Article
作者: Toscan, Cara E ; de Bock, Charles E ; Williams, Sarah ; Yeats, Kristy L ; Lock, Richard B ; Evans, Kathryn ; Toscan, Cara E. ; Lock, Richard B. ; Zhou, Anthony ; Cai, Ruilin ; Smaill, Jeff B ; Ashoorzadeh, Amir ; Patterson, Adam V. ; Trahair, Toby N ; Gifford, Andrew J. ; Patterson, Adam V ; Doculara, Louise ; McCalmont, Hannah ; Mayoh, Chelsea ; Kosasih, Hansen J ; de Bock, Charles E. ; Henderson, Michelle J ; Xie, Jinhan ; Henderson, Michelle J. ; Yeats, Kristy L. ; Lin, Xiaojing ; Fu, Zhe ; Smaill, Jeff B. ; Kosasih, Hansen J. ; Cadiz, Roxanne ; Khalili, Faezeh ; Trahair, Toby N. ; Pickford, Russell ; Gifford, Andrew J
T-cell acute lymphoblastic leukemia (T-ALL) is an aggressive hematological malignancy that expresses high levels of the enzyme aldo-keto reductase family 1 member C3 (AKR1C3).

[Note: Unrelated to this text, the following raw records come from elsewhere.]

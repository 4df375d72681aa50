//! HTTP route handlers.
//!
//! # Route Structure
//!
//! ```text
//! GET  /health                        - Liveness check
//! GET  /health/ready                  - Readiness check
//!
//! # Users
//! GET  /api/users                     - User directory
//! GET  /api/users/{id}/carts          - Carts the user belongs to
//!
//! # Products
//! GET  /api/products                  - Scored catalog
//! GET  /api/products/search?q=        - Case-insensitive search
//!
//! # Carts
//! POST   /api/carts                   - Create a cart
//! GET    /api/carts/{id}              - Fetch one cart
//! POST   /api/carts/join              - Join via invite code
//! POST   /api/carts/{id}/items        - Add an item
//! DELETE /api/carts/{id}/items/{itemId} - Remove an item
//! POST   /api/carts/{id}/merge        - Accept a merge suggestion
//! GET    /api/carts/{id}/optimize     - Recompute suggestions (read-only)
//!
//! # Realtime
//! GET  /ws                            - WebSocket channel
//! ```

pub mod carts;
pub mod products;
pub mod users;
pub mod ws;

use axum::{
    Json, Router,
    routing::{delete, get, post},
};
use serde_json::json;

use crate::state::AppState;

/// Create the cart routes router.
pub fn cart_routes() -> Router<AppState> {
    Router::new()
        .route("/", post(carts::create))
        .route("/join", post(carts::join))
        .route("/{id}", get(carts::show))
        .route("/{id}/items", post(carts::add_item))
        .route("/{id}/items/{item_id}", delete(carts::remove_item))
        .route("/{id}/merge", post(carts::apply_merge))
        .route("/{id}/optimize", get(carts::optimize))
}

/// Create the product routes router.
pub fn product_routes() -> Router<AppState> {
    Router::new()
        .route("/", get(products::index))
        .route("/search", get(products::search))
}

/// Create the user routes router.
pub fn user_routes() -> Router<AppState> {
    Router::new()
        .route("/", get(users::index))
        .route("/{id}/carts", get(users::carts))
}

/// Create the full application router.
pub fn router() -> Router<AppState> {
    Router::new()
        .route("/health", get(health))
        .route("/health/ready", get(readiness))
        .nest("/api/carts", cart_routes())
        .nest("/api/products", product_routes())
        .nest("/api/users", user_routes())
        .route("/ws", get(ws::upgrade))
}

/// Liveness check.
async fn health() -> Json<serde_json::Value> {
    Json(json!({ "status": "ok" }))
}

/// Readiness check. The catalog and directory are seeded in-process, so
/// a live server is always ready to serve.
async fn readiness() -> Json<serde_json::Value> {
    Json(json!({ "status": "ready" }))
}
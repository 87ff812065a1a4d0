//! Backoff controller - 連続失敗後に scheduler が待つ時間を決める
//!
//! # 学習ポイント
//! - 閾値までは待たない、閾値以降は指数的に伸ばし `max` で頭打ち

use std::time::Duration;

use chrono::{DateTime, Utc};

/// Backoff tuning.
#[derive(Debug, Clone, Copy, PartialEq, Eq)]
pub struct BackoffPolicy {
    /// Consecutive failures before any extra delay is imposed.
    pub threshold: u32,

    /// Delay at the threshold.
    pub initial: Duration,

    /// Upper bound on the delay.
    pub max: Duration,
}

impl BackoffPolicy {
    /// Delay after `failures` consecutive failures.
    ///
    /// Below the threshold this is `initial` (reported, but not enforced);
    /// from the threshold on it is `initial * 2^(failures - threshold)`,
    /// capped at `max`.
    ///
    /// With threshold=3, initial=30m, max=1440m:
    /// - failures 1..=3: 30m
    /// - failure 4: 60m
    /// - failure 5: 120m
    /// - failure 10: 1440m (capped)
    pub fn delay_for(&self, failures: u32) -> Duration {
        if failures < self.threshold {
            return self.initial.min(self.max);
        }
        let exponent = failures - self.threshold;
        1u32.checked_shl(exponent)
            .and_then(|factor| self.initial.checked_mul(factor))
            .map_or(self.max, |delay| delay.min(self.max))
    }
}

/// Tracks consecutive sweep failures.
#[derive(Debug, Clone)]
pub struct BackoffController {
    policy: BackoffPolicy,
    consecutive_failures: u32,
    current: Duration,
    last_failure_at: Option<DateTime<Utc>>,
}

impl BackoffController {
    pub fn new(policy: BackoffPolicy) -> Self {
        Self {
            policy,
            consecutive_failures: 0,
            current: policy.initial,
            last_failure_at: None,
        }
    }

    /// Feed one sweep result.
    pub fn record_result(&mut self, success: bool, now: DateTime<Utc>) {
        if success {
            self.consecutive_failures = 0;
            self.current = self.policy.initial;
            return;
        }
        self.consecutive_failures = self.consecutive_failures.saturating_add(1);
        self.current = self.policy.delay_for(self.consecutive_failures);
        self.last_failure_at = Some(now);
    }

    /// Remaining wait before the next sweep may start. Zero below the
    /// threshold or once the window measured from the last failure is over.
    pub fn should_delay(&self, now: DateTime<Utc>) -> Duration {
        if self.consecutive_failures < self.policy.threshold {
            return Duration::ZERO;
        }
        let Some(last_failure_at) = self.last_failure_at else {
            return Duration::ZERO;
        };
        let window = chrono::Duration::from_std(self.current).unwrap_or(chrono::Duration::MAX);
        let resume_at = last_failure_at
            .checked_add_signed(window)
            .unwrap_or(DateTime::<Utc>::MAX_UTC);
        (resume_at - now).to_std().unwrap_or(Duration::ZERO)
    }

    pub fn current_backoff(&self) -> Duration {
        self.current
    }

    pub fn consecutive_failures(&self) -> u32 {
        self.consecutive_failures
    }

    pub fn is_backing_off(&self, now: DateTime<Utc>) -> bool {
        !self.should_delay(now).is_zero()
    }
}
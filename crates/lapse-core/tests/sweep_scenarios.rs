//! End-to-end sweeps through the public API with in-memory ports.

use std::sync::Arc;
use std::time::Duration;

use chrono::{DateTime, TimeZone, Utc};
use lapse_core::app::{SweepConfig, Sweeper};
use lapse_core::domain::{
    Lead, LeadId, LeadStatus, Notification, NotificationCategory, NotificationId,
    NotificationPriority, Recipient, RunOutcome, UserId,
};
use lapse_core::impls::{ConnectionRegistry, InMemoryLeadStore, InMemoryNotificationStore};
use lapse_core::ports::{Clock, FixedClock};
use serde_json::json;

fn t0() -> DateTime<Utc> {
    Utc.with_ymd_and_hms(2026, 9, 14, 14, 0, 0).unwrap()
}

struct Harness {
    leads: Arc<InMemoryLeadStore>,
    notifications: Arc<InMemoryNotificationStore>,
    registry: Arc<ConnectionRegistry>,
    clock: Arc<FixedClock>,
    sweeper: Sweeper,
}

fn harness_with(config: SweepConfig, leads: InMemoryLeadStore) -> Harness {
    let leads = Arc::new(leads);
    let notifications = Arc::new(InMemoryNotificationStore::new());
    let registry = Arc::new(ConnectionRegistry::new(16));
    let clock = Arc::new(FixedClock::new(t0()));
    let sweeper = Sweeper::builder(config)
        .lead_store(leads.clone())
        .notification_store(notifications.clone())
        .delivery(registry.clone())
        .clock(clock.clone())
        .build()
        .unwrap();
    Harness {
        leads,
        notifications,
        registry,
        clock,
        sweeper,
    }
}

fn harness() -> Harness {
    let config = SweepConfig {
        batch_pause_ms: 0,
        ..SweepConfig::default()
    };
    harness_with(config, InMemoryLeadStore::new())
}

/// `count` overdue leads for `owner`; the last one has the oldest deadline.
async fn seed_overdue(h: &Harness, owner: UserId, count: usize) -> Vec<Lead> {
    let leads: Vec<Lead> = (0..count)
        .map(|i| {
            Lead::new(
                LeadId::generate(),
                Some(owner),
                t0() - chrono::Duration::minutes(i as i64 + 1),
                t0() - chrono::Duration::days(7),
            )
        })
        .collect();
    h.leads.extend(leads.clone()).await;
    leads
}

async fn owner_notifications(h: &Harness, owner: UserId) -> Vec<Notification> {
    h.notifications
        .all()
        .await
        .into_iter()
        .filter(|n| n.recipient == Recipient::User(owner))
        .collect()
}

async fn system_notifications(h: &Harness) -> Vec<Notification> {
    h.notifications
        .all()
        .await
        .into_iter()
        .filter(|n| n.recipient == Recipient::System)
        .collect()
}

#[tokio::test]
async fn one_owner_three_leads_get_one_grouped_notification() {
    let h = harness();
    let owner = UserId::generate();
    let leads = seed_overdue(&h, owner, 3).await;
    let mut client = h.registry.connect(Recipient::User(owner));

    let outcome = h.sweeper.run_once().await;

    let report = outcome.report().unwrap();
    assert_eq!(report.expired, 3);
    assert_eq!(report.dispatch.processed.len(), 3);
    assert!(report.dispatch.deferred.is_empty());

    let sent = owner_notifications(&h, owner).await;
    assert_eq!(sent.len(), 1);
    assert_eq!(sent[0].category, NotificationCategory::LeadsExpired);
    assert_eq!(sent[0].priority, NotificationPriority::High);
    let mut referenced = sent[0].lead_ids();
    referenced.sort();
    let mut expected: Vec<LeadId> = leads.iter().map(|lead| lead.id).collect();
    expected.sort();
    assert_eq!(referenced, expected);

    for lead in &leads {
        let stored = h.leads.get(lead.id).await.unwrap();
        assert_eq!(stored.status, LeadStatus::Expired);
        assert!(!stored.notice_pending);
    }
    assert!(system_notifications(&h).await.is_empty());

    let pushed = client.try_recv().unwrap();
    assert_eq!(pushed.id, sent[0].id);
}

#[tokio::test]
async fn fifteen_leads_over_cap_defer_five_with_system_notice() {
    let h = harness();
    let owner = UserId::generate();
    let leads = seed_overdue(&h, owner, 15).await;

    let outcome = h.sweeper.run_once().await;

    let report = outcome.report().unwrap();
    assert_eq!(report.expired, 15);
    assert_eq!(report.dispatch.processed.len(), 10);
    assert_eq!(report.dispatch.deferred.len(), 5);

    // Seeded newest-first, so the 10 oldest deadlines are the last 10.
    let oldest: Vec<LeadId> = leads[5..].iter().rev().map(|lead| lead.id).collect();
    let newest: Vec<LeadId> = leads[..5].iter().rev().map(|lead| lead.id).collect();

    let sent = owner_notifications(&h, owner).await;
    assert_eq!(sent.len(), 1);
    assert_eq!(sent[0].lead_ids(), oldest);
    assert_eq!(sent[0].payload["withheld"], 5);

    let system = system_notifications(&h).await;
    assert_eq!(system.len(), 1);
    assert_eq!(system[0].category, NotificationCategory::DeferredWork);
    assert_eq!(system[0].lead_ids(), newest);
    assert_eq!(system[0].payload["reasons"]["over_cap"], 5);

    for id in &newest {
        let stored = h.leads.get(*id).await.unwrap();
        assert_eq!(stored.status, LeadStatus::Expired);
        assert!(stored.notice_pending);
    }
}

#[tokio::test]
async fn owner_in_cooldown_is_not_notified_but_leads_still_expire() {
    let h = harness();
    let owner = UserId::generate();
    h.notifications
        .seed(Notification {
            id: NotificationId::generate(),
            recipient: Recipient::User(owner),
            category: NotificationCategory::LeadsExpired,
            priority: NotificationPriority::High,
            title: "2 leads expired".into(),
            message: "earlier notice".into(),
            payload: json!({ "lead_ids": [] }),
            read: false,
            created_at: t0() - chrono::Duration::minutes(10),
            sent_at: Some(t0() - chrono::Duration::minutes(10)),
            expires_at: None,
        })
        .await;
    let leads = seed_overdue(&h, owner, 2).await;

    let outcome = h.sweeper.run_once().await;

    let report = outcome.report().unwrap();
    assert_eq!(report.expired, 2);
    assert!(report.dispatch.processed.is_empty());
    assert_eq!(report.dispatch.deferred.len(), 2);
    assert_eq!(owner_notifications(&h, owner).await.len(), 1);
    for lead in &leads {
        assert_eq!(h.leads.get(lead.id).await.unwrap().status, LeadStatus::Expired);
    }
    let system = system_notifications(&h).await;
    assert_eq!(system[0].payload["reasons"]["cooldown"], 2);
}

#[tokio::test]
async fn repeated_sweep_changes_nothing() {
    let h = harness();
    let owner = UserId::generate();
    seed_overdue(&h, owner, 4).await;

    h.sweeper.run_once().await;
    let after_first = h.notifications.all().await.len();
    let second = h.sweeper.run_once().await;

    let report = second.report().unwrap();
    assert_eq!(report.candidates, 0);
    assert_eq!(report.expired, 0);
    assert_eq!(report.carried_over, 0);
    assert_eq!(h.notifications.all().await.len(), after_first);
}

#[tokio::test]
async fn deferred_notices_are_delivered_once_cooldown_passes() {
    let h = harness();
    let owner = UserId::generate();
    let leads = seed_overdue(&h, owner, 15).await;

    h.sweeper.run_once().await;
    assert_eq!(owner_notifications(&h, owner).await.len(), 1);

    // Still inside the cooldown: carried over, deferred again.
    h.clock.advance(chrono::Duration::minutes(10));
    let outcome = h.sweeper.run_once().await;
    let report = outcome.report().unwrap();
    assert_eq!(report.carried_over, 5);
    assert_eq!(report.dispatch.deferred.len(), 5);
    assert_eq!(owner_notifications(&h, owner).await.len(), 1);

    // Cooldown over: the remaining five go out in one notification.
    h.clock.advance(chrono::Duration::minutes(51));
    let outcome = h.sweeper.run_once().await;
    let report = outcome.report().unwrap();
    assert_eq!(report.carried_over, 5);
    assert_eq!(report.dispatch.processed.len(), 5);
    assert!(report.dispatch.deferred.is_empty());

    let sent = owner_notifications(&h, owner).await;
    assert_eq!(sent.len(), 2);
    let mut referenced: Vec<LeadId> = sent.iter().flat_map(|n| n.lead_ids()).collect();
    referenced.sort();
    let mut expected: Vec<LeadId> = leads.iter().map(|lead| lead.id).collect();
    expected.sort();
    assert_eq!(referenced, expected);

    // Nothing left to carry.
    let outcome = h.sweeper.run_once().await;
    assert_eq!(outcome.report().unwrap().carried_over, 0);
}

#[tokio::test]
async fn owners_never_get_two_notices_inside_the_cooldown() {
    let h = harness();
    let owner = UserId::generate();

    // A fresh batch every 5 minutes for 100 minutes.
    for _ in 0..20 {
        seed_overdue(&h, owner, 3).await;
        h.sweeper.run_once().await;
        h.clock.advance(chrono::Duration::minutes(5));
    }

    let mut sent: Vec<DateTime<Utc>> = owner_notifications(&h, owner)
        .await
        .iter()
        .map(|n| n.created_at)
        .collect();
    sent.sort();
    assert_eq!(sent, vec![t0(), t0() + chrono::Duration::minutes(65)]);
    for pair in sent.windows(2) {
        assert!(pair[1] - pair[0] >= chrono::Duration::minutes(60));
    }
}

#[tokio::test(start_paused = true)]
async fn concurrent_runs_do_not_overlap() {
    let config = SweepConfig {
        batch_pause_ms: 0,
        lock_timeout_secs: 1,
        ..SweepConfig::default()
    };
    let h = harness_with(
        config,
        InMemoryLeadStore::new().with_latency(Duration::from_secs(2)),
    );
    let owner = UserId::generate();
    seed_overdue(&h, owner, 3).await;

    let (a, b) = tokio::join!(h.sweeper.run_once(), h.sweeper.run_once());

    let skipped = [&a, &b]
        .iter()
        .filter(|outcome| matches!(outcome, RunOutcome::Skipped))
        .count();
    assert_eq!(skipped, 1);
    let completed = if a.succeeded() { &a } else { &b };
    assert_eq!(completed.report().unwrap().expired, 3);
    assert_eq!(owner_notifications(&h, owner).await.len(), 1);
}

#[tokio::test]
async fn handle_run_now_uses_the_same_pipeline() {
    let h = harness();
    let owner = UserId::generate();
    seed_overdue(&h, owner, 2).await;
    let clock = h.clock.clone();

    let handle = h.sweeper.start();
    let outcome = handle.run_now().await;

    assert_eq!(outcome.report().unwrap().expired, 2);
    let status = handle.health().snapshot();
    let last = status.last_run.unwrap();
    assert_eq!(last.started_at, clock.now());
    handle.shutdown_and_join().await.unwrap();
}
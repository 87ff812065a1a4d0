//! App - 設定、スケジューリング、ライフサイクル
//!
//! - **SweepConfig**: TOML + `LAPSE_*` environment configuration
//! - **CronSchedule**: five-field cron parser
//! - **Scheduler**: cron wait, backoff wait, run, repeat
//! - **Sweeper / SweeperHandle**: wiring, start, shutdown, health probe

pub mod builder;
pub mod config;
pub mod cron;
pub mod scheduler;
pub mod status;

pub use self::builder::{BuildError, Sweeper, SweeperBuilder, SweeperHandle};
pub use self::config::{ConfigError, SweepConfig};
pub use self::cron::{CronError, CronSchedule};
pub use self::scheduler::Scheduler;
pub use self::status::{HealthProbe, SchedulerState, SweepStatus};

To exploit this finding, we developed a novel prodrug, ACHM-025, which is selectively activated by AKR1C3 to a nitrogen mustard DNA alkylating agent. We show that ACHM-025 has potent in vivo efficacy against T-ALL patient-derived xenografts (PDXs) and eradicated the disease in 7 PDXs. ACHM-025 was significantly more effective than cyclophosphamide both as a single agent and when used in combination with cytarabine/6-mercaptopurine. Notably, ACHM-025 in combination with nelarabine was curative when used to treat a chemoresistant T-ALL PDX in vivo. The in vivo efficacy of ACHM-025 directly correlated with AKR1C3 expression levels, providing a predictive biomarker for response. Together, our work provides strong preclinical evidence highlighting the potential of ACHM-025 as a targeted and effective therapy for aggressive forms of T-ALL.